Source data:
------------------------------------------------
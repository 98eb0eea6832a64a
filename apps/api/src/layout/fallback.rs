//! Generic single-column layout for records whose template selector is not
//! one of the named layouts. Renders every section the content carries.

use crate::content::view::{ResumeView, Skills};
use crate::layout::components::{bullet_list, el, header_section, icon, or_empty, text, Icon};
use crate::layout::tree::Element;

pub const HEADER_NAME_COLOR: &str = "#1f2937";
pub const HEADER_TITLE_COLOR: &str = "#374151";
pub const DIVIDER_OPACITY: &str = "0.3";
pub const DEFAULT_HEADER_TEXT: &str = "Professional";

pub fn render(view: &ResumeView) -> Element {
    let primary = view.theme.primary.as_str();
    let secondary = view.theme.secondary.as_str();
    let ctx = Ctx { primary, secondary };

    el("div", "")
        .css("padding", "32px")
        .child(header(view))
        .child(divider(primary))
        .maybe_child(view.summary.as_deref().map(|summary| {
            ctx.section("Professional Summary").child(
                text("p", "text-gray-700 leading-relaxed", summary)
                    .css("padding-left", "12px")
                    .css("border-left", format!("2px solid {secondary}")),
            )
        }))
        .maybe_child((!view.experience.is_empty()).then(|| experience(view, &ctx)))
        .maybe_child((!view.education.is_empty()).then(|| education(view, &ctx)))
        .maybe_child(
            view.skills
                .as_ref()
                .filter(|skills| !skills.is_empty())
                .map(|skills| skills_section(skills, &ctx)),
        )
        .maybe_child((!view.certifications.is_empty()).then(|| {
            ctx.section("Certifications").children(view.certifications.iter().map(|cert| {
                ctx.entry()
                    .child(
                        el("div", "flex items-center gap-2")
                            .child(icon(Icon::Award, 16).css("color", "#059669"))
                            .child(text("span", "text-gray-700 font-medium", cert.as_str())),
                    )
            }))
        }))
        .maybe_child((!view.projects.is_empty()).then(|| projects(view, &ctx)))
        .maybe_child((!view.achievements.is_empty()).then(|| {
            ctx.section("Achievements").children(view.achievements.iter().map(|item| {
                ctx.entry().child(
                    el("div", "flex items-center gap-2")
                        .child(icon(Icon::Trophy, 16).css("color", "#d97706"))
                        .child(text("span", "text-gray-700", item.as_str())),
                )
            }))
        }))
        .maybe_child((!view.organizations.is_empty()).then(|| organizations(view, &ctx)))
        .maybe_child((!view.has_structured_content()).then(|| raw_dump(view)))
}

/// Theme colours threaded through the section builders.
struct Ctx<'a> {
    primary: &'a str,
    secondary: &'a str,
}

impl Ctx<'_> {
    /// Section wrapper with an accent bar and coloured heading.
    fn section(&self, title: &str) -> Element {
        el("div", "")
            .css("margin-bottom", "24px")
            .child(
                el("div", "flex items-center gap-2")
                    .css("margin-bottom", "12px")
                    .child(
                        el("div", "rounded-full")
                            .css("width", "4px")
                            .css("height", "24px")
                            .css("background-color", self.primary),
                    )
                    .child(
                        text("h2", "text-lg font-semibold text-gray-900", title)
                            .css("color", self.primary),
                    ),
            )
    }

    fn entry(&self) -> Element {
        el("div", "border-l-4")
            .css("padding-left", "16px")
            .css("margin-bottom", "12px")
            .css("border-color", self.secondary)
    }
}

fn header(view: &ResumeView) -> Element {
    let h = &view.legacy_header;
    let theme = &view.theme;
    let align = if view.profile_photo.is_some() { "left" } else { "center" };

    let identity = el("div", "")
        .css("text-align", align)
        .child(
            text(
                "h1",
                "text-2xl font-bold text-gray-900",
                h.name.as_deref().unwrap_or(DEFAULT_HEADER_TEXT),
            )
            .css("margin-bottom", "8px")
            .css(
                "color",
                theme.primary_explicit.as_deref().unwrap_or(HEADER_NAME_COLOR),
            ),
        )
        .child(
            text(
                "p",
                "text-lg font-semibold text-gray-800",
                h.title.as_deref().unwrap_or(DEFAULT_HEADER_TEXT),
            )
            .css("margin-bottom", "8px")
            .css(
                "color",
                theme.secondary_explicit.as_deref().unwrap_or(HEADER_TITLE_COLOR),
            ),
        )
        .maybe_child(h.location.as_deref().map(|l| text("p", "text-gray-600", l)));

    let photo = view.profile_photo.as_deref().map(|src| {
        el("div", "")
            .css("position", "absolute")
            .css("top", "-8px")
            .css("right", "0")
            .child(
                Element::new("img")
                    .attr("src", src)
                    .attr("alt", "Profile")
                    .class("rounded-lg shadow-lg")
                    .css("width", "128px")
                    .css("height", "128px")
                    .css("object-fit", "cover")
                    .css("border", format!("4px solid {}", theme.primary)),
            )
    });

    header_section(
        el("div", "")
            .css("margin-bottom", "32px")
            .child(el("div", "relative").child(identity).maybe_child(photo)),
    )
}

/// The labelled rule between header and body.
fn divider(primary: &str) -> Element {
    el("div", "w-full h-0.5 my-6")
        .css("background-color", primary)
        .css("opacity", DIVIDER_OPACITY)
}

fn badge(label: &str) -> Element {
    text("span", "text-xs rounded-full", label).css("padding", "4px 8px")
}

fn chip(label: &str) -> Element {
    text("span", "text-xs text-gray-500 bg-gray-100 rounded-full", label).css("padding", "4px 8px")
}

fn experience(view: &ResumeView, ctx: &Ctx<'_>) -> Element {
    ctx.section("Work Experience").children(view.experience.iter().map(|exp| {
        ctx.entry()
            .child(
                el("div", "flex justify-between items-start")
                    .css("margin-bottom", "8px")
                    .child(text("h3", "font-semibold text-gray-900", or_empty(&exp.title)))
                    .child(chip(or_empty(&exp.duration))),
            )
            .child(text("p", "text-gray-600 font-medium", or_empty(&exp.company)).css("margin-bottom", "8px"))
            .maybe_child(
                exp.description
                    .as_deref()
                    .map(|d| text("p", "text-gray-700 text-sm", d)),
            )
            .maybe_child(
                (!exp.achievements.is_empty())
                    .then(|| bullet_list("list-disc text-sm text-gray-700", &exp.achievements)),
            )
    }))
}

fn education(view: &ResumeView, ctx: &Ctx<'_>) -> Element {
    ctx.section("Education").children(view.education.iter().map(|edu| {
        ctx.entry()
            .child(
                el("div", "flex justify-between items-start")
                    .css("margin-bottom", "8px")
                    .child(text("h3", "font-semibold text-gray-900", or_empty(&edu.degree)))
                    .child(chip(or_empty(&edu.year))),
            )
            .child(text("p", "text-gray-600 font-medium", or_empty(&edu.institution)).css("margin-bottom", "8px"))
            .maybe_child(
                edu.major
                    .as_deref()
                    .map(|m| text("p", "text-gray-700 text-sm", format!("Major: {m}"))),
            )
            .maybe_child((!edu.highlights.is_empty()).then(|| {
                bullet_list("list-disc text-sm text-gray-700", &edu.highlights).css("margin-top", "8px")
            }))
    }))
}

fn skills_section(skills: &Skills, ctx: &Ctx<'_>) -> Element {
    let filled = |s: &String| {
        badge(s)
            .css("background-color", ctx.secondary)
            .css("color", "#ffffff")
    };
    let section = ctx.section("Skills");

    match skills {
        Skills::Untyped(list) => section.child(el("div", "flex flex-wrap gap-2").children(list.iter().map(filled))),
        Skills::Categorized { technical, soft, languages } => {
            let group = |title: &str, badges: Vec<Element>| {
                (!badges.is_empty()).then(|| {
                    el("div", "")
                        .child(text("h3", "font-medium text-gray-900", title).css("margin-bottom", "12px"))
                        .child(el("div", "flex flex-wrap gap-2").children(badges))
                })
            };
            let outlined = |s: &String, border: &str, color: &str| {
                badge(s)
                    .css("border", format!("1px solid {border}"))
                    .css("color", color)
            };

            section.child(
                el("div", "grid grid-cols-3 gap-6")
                    .maybe_child(group("Technical Skills", technical.iter().map(filled).collect()))
                    .maybe_child(group(
                        "Soft Skills",
                        soft.iter().map(|s| outlined(s, "#d1d5db", "#374151")).collect(),
                    ))
                    .maybe_child(group(
                        "Languages",
                        languages.iter().map(|s| outlined(s, "#93c5fd", "#1d4ed8")).collect(),
                    )),
            )
        }
    }
}

fn projects(view: &ResumeView, ctx: &Ctx<'_>) -> Element {
    ctx.section("Projects").children(view.projects.iter().map(|project| {
        ctx.entry()
            .child(text("h3", "font-semibold text-gray-900", or_empty(&project.title)).css("margin-bottom", "8px"))
            .maybe_child(
                project
                    .description
                    .as_deref()
                    .map(|d| text("p", "text-gray-700 text-sm", d).css("margin-bottom", "8px")),
            )
            .maybe_child((!project.technologies.is_empty()).then(|| {
                el("div", "flex flex-wrap gap-2")
                    .css("margin-bottom", "8px")
                    .children(project.technologies.iter().map(|t| {
                        badge(t).css("border", "1px solid #c4b5fd").css("color", "#6d28d9")
                    }))
            }))
            .maybe_child(
                (!project.impact.is_empty())
                    .then(|| bullet_list("list-disc text-sm text-gray-700", &project.impact)),
            )
    }))
}

fn organizations(view: &ResumeView, ctx: &Ctx<'_>) -> Element {
    ctx.section("Organizations & Activities").children(view.organizations.iter().map(|org| {
        ctx.entry()
            .child(
                el("div", "flex justify-between items-start")
                    .css("margin-bottom", "8px")
                    .child(text("h3", "font-semibold text-gray-900", or_empty(&org.role)))
                    .child(chip(or_empty(&org.duration))),
            )
            .child(text("p", "text-gray-600 font-medium", or_empty(&org.organization)).css("margin-bottom", "8px"))
            .maybe_child(
                org.description
                    .as_deref()
                    .map(|d| text("p", "text-gray-700 text-sm", d)),
            )
    }))
}

fn raw_dump(view: &ResumeView) -> Element {
    let pretty = serde_json::to_string_pretty(&view.raw).unwrap_or_else(|_| view.raw.to_string());
    el("div", "bg-gray-50 rounded-lg")
        .css("padding", "24px")
        .child(
            text("p", "text-gray-600", "No structured content found. Showing raw data:")
                .css("margin-bottom", "16px"),
        )
        .child(
            Element::new("details")
                .child(text("summary", "", "Show raw data").css("color", "#2563eb"))
                .child(text("pre", "text-xs text-gray-500", pretty).css("margin-top", "8px")),
        )
}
------------------------------------------------
* _Problem requirements_: Only the lines with "full" are needed; find them in the records and copy each one.

* _Exercise output_:
                        el("div", "rounded-full")
    el("div", "w-full h-0.5 my-6")
    text("span", "text-xs rounded-full", label).css("padding", "4px 8px")
    text("span", "text-xs text-gray-500 bg-gray-100 rounded-full", label).css("padding", "4px 8px")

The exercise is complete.